The property was loved for many years, there’s no doubt. It’s everywhere. Sometimes it feels like what’s squishing under my muck boots is that love coming up to cushion my feet. It’s in the melody of the birds that wake us every morning. It lures me to walk to the pines. It calls me to interrupt our routine-and what mom likes to do that?-to take Belle and TLD for a quick run in the field or excursion to the barn. I enjoy getting the mail and bringing in the trash bins because I get to stroll down the long driveway that winds around tall maple trees, lots of different evergreens and a gang of hollies. I take proud, sure strides and the gravel softly crunches under me.

Certain maintenance fell off the priority list for the past owner though. As Babe and I become better acquainted with this land and its demands, it’s hard to blame Helen for never raking after Keith died. I feel lucky that the grass was well maintained always, and the grounds are stunning aside from the leaves.

By paying a lawn service and letting the leaves go where the wind would take them, Helen could focus on a large garden till she couldn’t anymore. It took up a good half-an-acre next to the house. She also planted the many hostas and other treasures that I’ve been discovering.

So, about those leaves. It took me and Babe four hours to rake along the path that goes from the barn to the back patio. Four hours allowed us to clean up an area about the size of our old back yard. That’s not much, especially when you think that we could fit about 30 subdivision lots on this property! We cleared years of muck from under trees and between stones in the retaining walls, fallen branches and other debris (empty mason jars mostly). So many leaves: wet and heavy, dry and crunchy, clumpy, confetti-like. We had so many.

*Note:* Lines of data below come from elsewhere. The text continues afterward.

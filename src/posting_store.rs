//! Storage abstraction for inverted lists
//!
//! A [`PostingStore`] owns `nlist` ordered lists of `(identifier, code)` entries,
//! every code exactly `code_size` bytes. Stores are appended to list by list and
//! read back by random access; the merge and consolidation algorithms are written
//! once against this trait and work for every backing.
//!
//! Two implementations ship with the crate:
//! - [`crate::array_store::ArrayPostingStore`] keeps lists in heap vectors
//! - [`crate::ondisk_store::OnDiskPostingStore`] keeps lists in a memory-mapped file

use crate::error::IvfError;
use crate::structures::{shifted_id, Idx, PostingList};
use std::path::Path;

/// Backing kind of a store
#[derive(Debug, Clone, Copy, PartialEq, Eq)]
pub enum StoreKind {
    InMemory,
    OnDisk,
}

/// Per-cluster posting list storage
pub trait PostingStore: Send + Sync + std::fmt::Debug {
    /// Number of lists, fixed at creation
    fn nlist(&self) -> usize;

    /// Size in bytes of every code, fixed at creation
    fn code_size(&self) -> usize;

    /// Number of entries currently in `list_no`
    fn list_len(&self, list_no: usize) -> Result<usize, IvfError>;

    /// Identifier of entry `offset` of `list_no`
    fn entry_id(&self, list_no: usize, offset: usize) -> Result<Idx, IvfError>;

    /// Code of entry `offset` of `list_no`
    fn entry_code(&self, list_no: usize, offset: usize) -> Result<&[u8], IvfError>;

    /// Append one entry at the end of `list_no`, returning its offset
    fn append_entry(&mut self, list_no: usize, id: Idx, code: &[u8]) -> Result<usize, IvfError>;

    /// Append a batch of entries at the end of `list_no`, returning the offset of the first
    ///
    /// `codes` holds `ids.len() * code_size` bytes. Implementations override this
    /// when they can reserve space once for the whole batch.
    fn append_entries(&mut self, list_no: usize, ids: &[Idx], codes: &[u8]) -> Result<usize, IvfError> {
        check_batch(self.code_size(), ids, codes)?;
        let first = self.list_len(list_no)?;
        let code_size = self.code_size();
        for (i, &id) in ids.iter().enumerate() {
            self.append_entry(list_no, id, &codes[i * code_size..(i + 1) * code_size])?;
        }
        Ok(first)
    }

    /// Drop every entry of `list_no` past the first `len`
    ///
    /// Used to undo appends that were only partly applied. `len` must not exceed
    /// the current list length.
    fn truncate_list(&mut self, list_no: usize, len: usize) -> Result<(), IvfError>;

    /// Copy list `list_no` out of the store
    fn read_list(&self, list_no: usize) -> Result<PostingList, IvfError> {
        let len = self.list_len(list_no)?;
        let mut list = PostingList::with_capacity(len, self.code_size());
        for offset in 0..len {
            list.push(self.entry_id(list_no, offset)?, self.entry_code(list_no, offset)?);
        }
        Ok(list)
    }

    /// Sum of all list lengths
    fn total_entries(&self) -> usize {
        (0..self.nlist()).filter_map(|list_no| self.list_len(list_no).ok()).sum()
    }

    fn kind(&self) -> StoreKind;

    /// File backing this store, if any
    fn backing_path(&self) -> Option<&Path> {
        None
    }

    /// Persist pending changes
    fn sync(&mut self) -> Result<(), IvfError> {
        Ok(())
    }

    /// Release the store's resources
    ///
    /// In-memory stores free their buffers; file-backed stores unmap and delete
    /// their file when they own it. Called on stores detached from a shard.
    fn release(self: Box<Self>) -> Result<(), IvfError>;
}

/// Validate a list number against `nlist`
pub(crate) fn check_list(list_no: usize, nlist: usize) -> Result<(), IvfError> {
    if list_no >= nlist {
        return Err(IvfError::ListOutOfRange { list_no, nlist });
    }
    Ok(())
}

/// Validate one code against the store's code size
pub(crate) fn check_code(code: &[u8], code_size: usize) -> Result<(), IvfError> {
    if code.len() != code_size {
        return Err(IvfError::invalid_input(
            "code",
            format!("code has {} bytes but the store uses {} byte codes", code.len(), code_size),
            "Encode vectors with the codec the store was created for",
        ));
    }
    Ok(())
}

/// Validate that `codes` holds exactly one code per identifier
pub(crate) fn check_batch(code_size: usize, ids: &[Idx], codes: &[u8]) -> Result<(), IvfError> {
    if codes.len() != ids.len() * code_size {
        return Err(IvfError::invalid_input(
            "codes",
            format!(
                "{} code bytes for {} identifiers of {} byte codes",
                codes.len(),
                ids.len(),
                code_size
            ),
            "Pass one code per identifier",
        ));
    }
    Ok(())
}

/// Validate a truncation target against the current list length
pub(crate) fn check_truncate(list_no: usize, len: usize, current: usize) -> Result<(), IvfError> {
    if len > current {
        return Err(IvfError::EntryOutOfRange {
            list_no,
            offset: len,
            len: current,
        });
    }
    Ok(())
}

/// Check that two stores agree on `nlist` and `code_size`
pub fn check_store_compatible(expected: &dyn PostingStore, actual: &dyn PostingStore) -> Result<(), IvfError> {
    if expected.nlist() != actual.nlist() {
        return Err(IvfError::configuration_mismatch("nlist", expected.nlist(), actual.nlist()));
    }
    if expected.code_size() != actual.code_size() {
        return Err(IvfError::configuration_mismatch(
            "code_size",
            expected.code_size(),
            actual.code_size(),
        ));
    }
    Ok(())
}

/// Current length of every list of `store`
pub(crate) fn list_lengths(store: &dyn PostingStore) -> Result<Vec<usize>, IvfError> {
    (0..store.nlist()).map(|list_no| store.list_len(list_no)).collect()
}

/// Truncate every list of `store` that grew past `lengths`
pub(crate) fn truncate_lists(store: &mut dyn PostingStore, lengths: &[usize]) -> Result<(), IvfError> {
    for (list_no, &len) in lengths.iter().enumerate() {
        if store.list_len(list_no)? > len {
            store.truncate_list(list_no, len)?;
        }
    }
    Ok(())
}

/// Check that every identifier of `store` stays valid when offset by `shift`
///
/// Reads identifiers only, so a shifted merge can be rejected before anything is written.
pub fn check_id_shift(store: &dyn PostingStore, shift: Idx) -> Result<(), IvfError> {
    if shift == 0 {
        return Ok(());
    }
    for list_no in 0..store.nlist() {
        for offset in 0..store.list_len(list_no)? {
            shifted_id(store.entry_id(list_no, offset)?, shift)?;
        }
    }
    Ok(())
}
impl MemoryMappedFile {
    /// Create a new zero-filled, read-write mapped file of `size` bytes
    ///
    /// Parent directories are created when missing; an existing file is truncated.
    pub fn create<P: AsRef<Path>>(path: P, size: usize) -> Result<Self, IvfError> {
        let path = path.as_ref();

        if let Some(parent) = path.parent() {
            std::fs::create_dir_all(parent).map_err(|e| mapping_error("create parent directories for", path, e))?;
        }

        let file = OpenOptions::new()
            .read(true)
            .write(true)
            .create(true)
            .truncate(true)
            .open(path)
            .map_err(|e| mapping_error("create file", path, e))?;

        file.set_len(size as u64)
            .map_err(|e| mapping_error("set file size for", path, e))?;

        // SAFETY: the file was just created and is owned by this process for the mapping's lifetime
        let mmap = unsafe { MmapOptions::new().map_mut(&file) }.map_err(|e| mapping_error("map", path, e))?;

        Ok(Self {
            mmap: MmapVariant::ReadWrite(mmap),
            file,
            len: size,
        })
    }

    /// Open an existing file in read-only mode
    pub fn open_read_only<P: AsRef<Path>>(path: P) -> Result<Self, IvfError> {
        let path = path.as_ref();

        let file = File::open(path).map_err(|e| mapping_error("open file", path, e))?;
        let len = file
            .metadata()
            .map_err(|e| mapping_error("read metadata of", path, e))?
            .len() as usize;

        // SAFETY: callers must not truncate the file while it is mapped
        let mmap = unsafe { MmapOptions::new().map(&file) }.map_err(|e| mapping_error("map read-only", path, e))?;

        Ok(Self {
            mmap: MmapVariant::ReadOnly(mmap),
            file,
            len,
        })
    }

    /// Open an existing file in read-write mode
    pub fn open_read_write<P: AsRef<Path>>(path: P) -> Result<Self, IvfError> {
        let path = path.as_ref();

        let file = OpenOptions::new()
            .read(true)
            .write(true)
            .open(path)
            .map_err(|e| mapping_error("open file for read-write", path, e))?;
        let len = file
            .metadata()
            .map_err(|e| mapping_error("read metadata of", path, e))?
            .len() as usize;

        // SAFETY: callers must not truncate the file while it is mapped
        let mmap =
            unsafe { MmapOptions::new().map_mut(&file) }.map_err(|e| mapping_error("map read-write", path, e))?;

        Ok(Self {
            mmap: MmapVariant::ReadWrite(mmap),
            file,
            len,
        })
    }

    /// Length of the mapped file in bytes
    pub fn len(&self) -> usize {
        self.len
    }

    pub fn is_empty(&self) -> bool {
        self.len == 0
    }

    /// Check if the mapping is read-only
    pub fn is_read_only(&self) -> bool {
        matches!(self.mmap, MmapVariant::ReadOnly(_))
    }

    /// The mapped memory as a byte slice
    pub fn as_slice(&self) -> &[u8] {
        match &self.mmap {
            MmapVariant::ReadOnly(mmap) => mmap.as_ref(),
            MmapVariant::ReadWrite(mmap) => mmap.as_ref(),
        }
    }

    /// The mapped memory as a mutable byte slice; fails on read-only mappings
    pub fn as_mut_slice(&mut self) -> Result<&mut [u8], IvfError> {
        match &mut self.mmap {
            MmapVariant::ReadOnly(_) => Err(IvfError::MemoryMapping(
                "Cannot get mutable reference to read-only mapping".to_string(),
            )),
            MmapVariant::ReadWrite(mmap) => Ok(mmap.as_mut()),
        }
    }

    fn check_range(&self, op: &str, offset: usize, size: usize) -> Result<(), IvfError> {
        match offset.checked_add(size) {
            Some(end) if end <= self.len => Ok(()),
            _ => Err(IvfError::MemoryMapping(format!(
                "{} at offset {} with size {} exceeds file length {}",
                op, offset, size, self.len
            ))),
        }
    }

    fn check_alignment<T>(offset: usize) -> Result<(), IvfError> {
        if offset % std::mem::align_of::<T>() != 0 {
            return Err(IvfError::MemoryMapping(format!(
                "Offset {} is not properly aligned for type {} (requires {} byte alignment)",
                offset,
                std::any::type_name::<T>(),
                std::mem::align_of::<T>()
            )));
        }
        Ok(())
    }

    /// Read a Pod value at `offset` after bounds and alignment checks
    pub fn read_at<T: Pod>(&self, offset: usize) -> Result<T, IvfError> {
        let size = std::mem::size_of::<T>();
        self.check_range("Read", offset, size)?;
        Self::check_alignment::<T>(offset)?;
        Ok(bytemuck::pod_read_unaligned(&self.as_slice()[offset..offset + size]))
    }

    /// Write a Pod value at `offset` after bounds and alignment checks
    pub fn write_at<T: Pod>(&mut self, offset: usize, value: &T) -> Result<(), IvfError> {
        let size = std::mem::size_of::<T>();
        self.check_range("Write", offset, size)?;
        Self::check_alignment::<T>(offset)?;
        self.as_mut_slice()?[offset..offset + size].copy_from_slice(bytemuck::bytes_of(value));
        Ok(())
    }

    /// Borrow `len` raw bytes starting at `offset`
    pub fn read_bytes(&self, offset: usize, len: usize) -> Result<&[u8], IvfError> {
        self.check_range("Read bytes", offset, len)?;
        Ok(&self.as_slice()[offset..offset + len])
    }

    /// Copy `bytes` into the mapping at `offset`
    pub fn write_bytes(&mut self, offset: usize, bytes: &[u8]) -> Result<(), IvfError> {
        self.check_range("Write bytes", offset, bytes.len())?;
        self.as_mut_slice()?[offset..offset + bytes.len()].copy_from_slice(bytes);
        Ok(())
    }

    /// Move `len` bytes from `src` to `dst` inside the mapping; ranges may overlap
    pub fn copy_within(&mut self, src: usize, len: usize, dst: usize) -> Result<(), IvfError> {
        self.check_range("Copy source", src, len)?;
        self.check_range("Copy destination", dst, len)?;
        self.as_mut_slice()?.copy_within(src..src + len, dst);
        Ok(())
    }

    /// Resize the underlying file and remap it
    ///
    /// Pending writes are flushed first. Contents are preserved up to the smaller
    /// of the old and new sizes; new bytes read as zero.
    pub fn resize(&mut self, new_size: usize) -> Result<(), IvfError> {
        let MmapVariant::ReadWrite(current) = &self.mmap else {
            return Err(IvfError::MemoryMapping(
                "Cannot resize read-only memory mapping".to_string(),
            ));
        };
        current
            .flush()
            .map_err(|e| IvfError::MemoryMapping(format!("Failed to flush before resize: {}", e)))?;

        self.file
            .set_len(new_size as u64)
            .map_err(|e| IvfError::MemoryMapping(format!("Failed to resize file to {} bytes: {}", new_size, e)))?;

        // SAFETY: the file handle is owned by self and was just resized to new_size
        let remapped = unsafe { MmapOptions::new().map_mut(&self.file) }
            .map_err(|e| IvfError::MemoryMapping(format!("Failed to create new memory mapping: {}", e)))?;

        self.mmap = MmapVariant::ReadWrite(remapped);
        self.len = new_size;
        Ok(())
    }

    /// Flush mapped changes to disk; a no-op for read-only mappings
    pub fn sync(&self) -> Result<(), IvfError> {
        match &self.mmap {
            MmapVariant::ReadOnly(_) => Ok(()),
            MmapVariant::ReadWrite(mmap) => mmap
                .flush()
                .map_err(|e| IvfError::MemoryMapping(format!("Failed to sync memory mapping: {}", e))),
        }
    }
}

Most of that time I was writing my novel in my mind, working out how one character meets another and how certain conversations happen and should I do this or that. Between the birds and crackling leaves it was just too loud for me and Babe to talk much so I could dive into my thoughts as if I was alone. Occasionally I’d leave the desk in my mind to find one of Helen’s babies hidden under pounds of debris. My garden’s secrets were coming to light! I found countless buds and another brick path (to nowhere) under it all.

It was a dirty job and we’re still sore but we had a beautiful time. We dumped the leaves into the back of Babe’s pickup and shoveled them into the brush pile behind the pines. We made five trips back there that afternoon, sloshing and fish-tailing through the wet grass, with country music on the radio and smiles on our faces.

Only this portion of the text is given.